Beachcombing for Fun and Profit #5

Five (eight) things to collect for cash on eBay the next time you walk along the beach.

At the conclusion of this popular series I must remind readers that Dumpdiggers is the Home of the History Hunters, and the drive to find exotic treasures is only a small part of the passion needed to dig holes in dumps. Dumpdiggers has only strolled along these tropical beaches as a vacation of sorts, and today is the last day.

You know what’s like on the last day of your vacation; today is the day we pack our bags and accomplish all those small things we missed on our trip. As the sun sets on this virgin beach, let’s keep a weather eye open for last three types of treasures that could be found while beachcombing.

#5 Antique Fishing Tackle, Ambergris and Fulgarite

These final commodities are rare and valuable and so completely different from each other that it hardly benefits readers to find them lumped together like this at the end of the series. But it’s because they are so rare that Dumpdiggers cannot devote an entire post to each.

These are the items you won’t find while beachcombing, and yet it's ‘on the beach’ that these treasures are often discovered.

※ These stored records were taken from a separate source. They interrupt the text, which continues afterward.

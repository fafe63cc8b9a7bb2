//! In-memory sorted store implementation.
//!
//! This module provides a `ProjectionStore` backed by ordered maps: one map per
//! primary partition, plus one ordered set per secondary index partition that
//! points back into the primary key space. The whole store can be saved to and
//! loaded from a JSON snapshot file so that separate processes (the ingestion
//! binary and the API server) can share data.

use std::collections::{BTreeMap, BTreeSet, HashMap, HashSet};
use std::path::{Path, PathBuf};

use async_trait::async_trait;
use parking_lot::RwLock;
use serde::{Deserialize, Serialize};
use tracing::{debug, info};

use super::{KeyQuery, ProjectionStore, StorageError, StorageResult, MAX_BATCH_SIZE};
use crate::keys::{AUTHOR_INDEX, KEYWORD_INDEX, PAPER_ID_INDEX};
use crate::models::ProjectionItem;

const SNAPSHOT_VERSION: u32 = 1;

/// Entry of a secondary index partition: `(index sort key, primary pk, primary sk)`.
type IndexEntry = (String, String, String);

#[derive(Default)]
struct Tables {
    /// partition key -> sort key -> item
    primary: BTreeMap<String, BTreeMap<String, ProjectionItem>>,

    /// index name -> index partition key -> ordered entries
    secondary: HashMap<String, BTreeMap<String, BTreeSet<IndexEntry>>>,
}

impl Tables {
    fn insert(&mut self, item: ProjectionItem) {
        let pk = item.partition_key.clone();
        let sk = item.sort_key.clone();

        let previous = self
            .primary
            .entry(pk.clone())
            .or_default()
            .insert(sk.clone(), item);

        if let Some(old) = previous {
            self.unlink_secondary(&old);
        }

        // Re-borrow the stored item to link its secondary projection
        let secondary = self
            .primary
            .get(&pk)
            .and_then(|partition| partition.get(&sk))
            .and_then(|stored| stored.secondary.clone());

        if let Some(secondary) = secondary {
            self.secondary
                .entry(secondary.index)
                .or_default()
                .entry(secondary.partition_key)
                .or_default()
                .insert((secondary.sort_key, pk, sk));
        }
    }

    fn unlink_secondary(&mut self, item: &ProjectionItem) {
        let Some(secondary) = &item.secondary else {
            return;
        };
        if let Some(partitions) = self.secondary.get_mut(&secondary.index) {
            if let Some(entries) = partitions.get_mut(&secondary.partition_key) {
                entries.remove(&(
                    secondary.sort_key.clone(),
                    item.partition_key.clone(),
                    item.sort_key.clone(),
                ));
                if entries.is_empty() {
                    partitions.remove(&secondary.partition_key);
                }
            }
        }
    }

    fn len(&self) -> usize {
        self.primary.values().map(BTreeMap::len).sum()
    }
}

#[derive(Serialize, Deserialize)]
struct Snapshot {
    version: u32,
    items: Vec<ProjectionItem>,
}

/// In-memory sorted key-value store with secondary indexes.
///
/// Reads take a shared lock and may run concurrently; writes take an exclusive
/// lock for the duration of one batch.
pub struct MemoryStore {
    tables: RwLock<Tables>,

    /// Declared secondary indexes
    indexes: HashSet<String>,

    /// Snapshot file used by `open` and `save`
    snapshot_path: Option<PathBuf>,
}

impl Default for MemoryStore {
    fn default() -> Self {
        Self::new()
    }
}

impl MemoryStore {
    /// Create an empty store with the author, paper-id and keyword indexes declared.
    pub fn new() -> Self {
        Self::with_indexes(&[AUTHOR_INDEX, PAPER_ID_INDEX, KEYWORD_INDEX])
    }

    /// Create an empty store declaring exactly the given secondary indexes.
    pub fn with_indexes(indexes: &[&str]) -> Self {
        Self {
            tables: RwLock::new(Tables::default()),
            indexes: indexes.iter().map(|name| name.to_string()).collect(),
            snapshot_path: None,
        }
    }

    /// Open a store backed by a snapshot file.
    ///
    /// If the file exists its items are loaded; otherwise the store starts empty
    /// and the file is created on the first `save`.
    ///
    /// # Errors
    /// Returns `StorageError::Persistence` if the file exists but cannot be read
    /// or parsed
    pub async fn open(path: impl AsRef<Path>) -> StorageResult<Self> {
        let path = path.as_ref().to_path_buf();
        let mut store = Self::new();

        match tokio::fs::read(&path).await {
            Ok(bytes) => {
                let snapshot: Snapshot = serde_json::from_slice(&bytes).map_err(|e| {
                    StorageError::Persistence(format!("Invalid snapshot {}: {}", path.display(), e))
                })?;
                if snapshot.version != SNAPSHOT_VERSION {
                    return Err(StorageError::Persistence(format!(
                        "Unsupported snapshot version {} in {}",
                        snapshot.version,
                        path.display()
                    )));
                }
                let count = snapshot.items.len();
                {
                    let mut tables = store.tables.write();
                    for item in snapshot.items {
                        tables.insert(item);
                    }
                }
                info!("Loaded {} items from {}", count, path.display());
            }
            Err(e) if e.kind() == std::io::ErrorKind::NotFound => {
                info!("No snapshot at {}, starting empty", path.display());
            }
            Err(e) => {
                return Err(StorageError::Persistence(format!(
                    "Failed to read {}: {}",
                    path.display(),
                    e
                )))
            }
        }

        store.snapshot_path = Some(path);
        Ok(store)
    }

    /// Write all items to the snapshot file this store was opened with.
    ///
    /// The snapshot is written to a temporary file and renamed into place.
    ///
    /// # Errors
    /// Returns `StorageError::Persistence` if the store has no snapshot path or
    /// the file cannot be written
    pub async fn save(&self) -> StorageResult<()> {
        let path = self.snapshot_path.as_ref().ok_or_else(|| {
            StorageError::Persistence("Store was not opened from a snapshot file".to_string())
        })?;

        let snapshot = Snapshot {
            version: SNAPSHOT_VERSION,
            items: self.all_items(),
        };
        let bytes = serde_json::to_vec(&snapshot)
            .map_err(|e| StorageError::Persistence(format!("Failed to serialize snapshot: {}", e)))?;

        let tmp = path.with_extension("tmp");
        tokio::fs::write(&tmp, &bytes)
            .await
            .map_err(|e| StorageError::Persistence(format!("Failed to write {}: {}", tmp.display(), e)))?;
        tokio::fs::rename(&tmp, path)
            .await
            .map_err(|e| StorageError::Persistence(format!("Failed to replace {}: {}", path.display(), e)))?;

        info!("Saved {} items to {}", snapshot.items.len(), path.display());
        Ok(())
    }

    /// Every item in primary key order.
    pub fn all_items(&self) -> Vec<ProjectionItem> {
        self.tables
            .read()
            .primary
            .values()
            .flat_map(|partition| partition.values().cloned())
            .collect()
    }

    fn validate_batch(&self, items: &[ProjectionItem], max_batch_size: usize) -> StorageResult<()> {
        let ceiling = max_batch_size.min(MAX_BATCH_SIZE);
        if items.len() > ceiling {
            return Err(StorageError::ValidationError(format!(
                "Batch of {} items exceeds the limit of {}",
                items.len(),
                ceiling
            )));
        }

        let mut seen = HashSet::new();
        for item in items {
            if item.partition_key.is_empty() || item.sort_key.is_empty() {
                return Err(StorageError::ValidationError(
                    "Partition and sort keys must be non-empty".to_string(),
                ));
            }
            if !seen.insert(item.key()) {
                return Err(StorageError::ValidationError(format!(
                    "Batch contains duplicate key ({}, {})",
                    item.partition_key, item.sort_key
                )));
            }
            if let Some(secondary) = &item.secondary {
                if !self.indexes.contains(&secondary.index) {
                    return Err(StorageError::ValidationError(format!(
                        "Item projects into undeclared index {}",
                        secondary.index
                    )));
                }
            }
        }
        Ok(())
    }
}

#[async_trait]
impl ProjectionStore for MemoryStore {
    async fn put_batch(
        &self,
        items: Vec<ProjectionItem>,
        max_batch_size: usize,
    ) -> StorageResult<Vec<ProjectionItem>> {
        self.validate_batch(&items, max_batch_size)?;

        let count = items.len();
        let mut tables = self.tables.write();
        for item in items {
            tables.insert(item);
        }
        debug!("Wrote batch of {} items", count);

        Ok(Vec::new())
    }

    async fn query(&self, query: &KeyQuery) -> StorageResult<Vec<ProjectionItem>> {
        let tables = self.tables.read();
        let limit = query.limit.unwrap_or(usize::MAX);
        let accepts = |sort_key: &str| {
            query
                .condition
                .as_ref()
                .map_or(true, |cond| cond.matches(sort_key))
        };

        let results = match &query.index {
            None => {
                let Some(partition) = tables.primary.get(&query.partition_key) else {
                    return Ok(Vec::new());
                };
                let iter: Box<dyn Iterator<Item = (&String, &ProjectionItem)> + '_> = if query.reverse {
                    Box::new(partition.iter().rev())
                } else {
                    Box::new(partition.iter())
                };
                iter.filter(|(sk, _)| accepts(sk))
                    .take(limit)
                    .map(|(_, item)| item.clone())
                    .collect()
            }
            Some(index) => {
                if !self.indexes.contains(index) {
                    return Err(StorageError::IndexNotFound(index.clone()));
                }
                let Some(entries) = tables
                    .secondary
                    .get(index)
                    .and_then(|partitions| partitions.get(&query.partition_key))
                else {
                    return Ok(Vec::new());
                };
                let iter: Box<dyn Iterator<Item = &IndexEntry> + '_> = if query.reverse {
                    Box::new(entries.iter().rev())
                } else {
                    Box::new(entries.iter())
                };
                iter.filter(|(index_sk, _, _)| accepts(index_sk))
                    .take(limit)
                    .filter_map(|(_, pk, sk)| {
                        tables.primary.get(pk).and_then(|partition| partition.get(sk)).cloned()
                    })
                    .collect()
            }
        };

        Ok(results)
    }

    async fn count_items(&self) -> StorageResult<usize> {
        Ok(self.tables.read().len())
    }
}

Antique fishing tackle must be mentioned here, but Dumpdiggers cannot do any more than that today - we could write an entire series on this genre and only skim the surface… How much money will ‘found’ antique fishing lures fetch on eBay these days? Let’s follow this Lot of five wooden antique fishing lures – these specimens look similar to the ones I found when I was a kid.

The first lure is a Lazy Ike by Kautzky, the second lure is torpedo shaped and has a spinner in the back and the front and reminds me of an old Rapala. Lure number three is by Shakespeare but we cannot read the lure name. This lure also appears to be missing the diving bill on the front. The fourth lure has glass or plastic eyes and is by C.C.B. Company of Barrett Indiana, and its marked with the date 9-27-20. The fifth and final lure is a Pikie-Minnow also by C.C.B Company of Barrett Indiana. This lure has 9-7-20 on the bill and has glass or plastic eyes. All of the lures are wooden. The bidding starts at $10 bucks and there are four days left in this auction.

Intrigued, Dumpdiggers promises to do an exhaustive study of antique fishing tackle a little closer to the start of fishing season in Canada.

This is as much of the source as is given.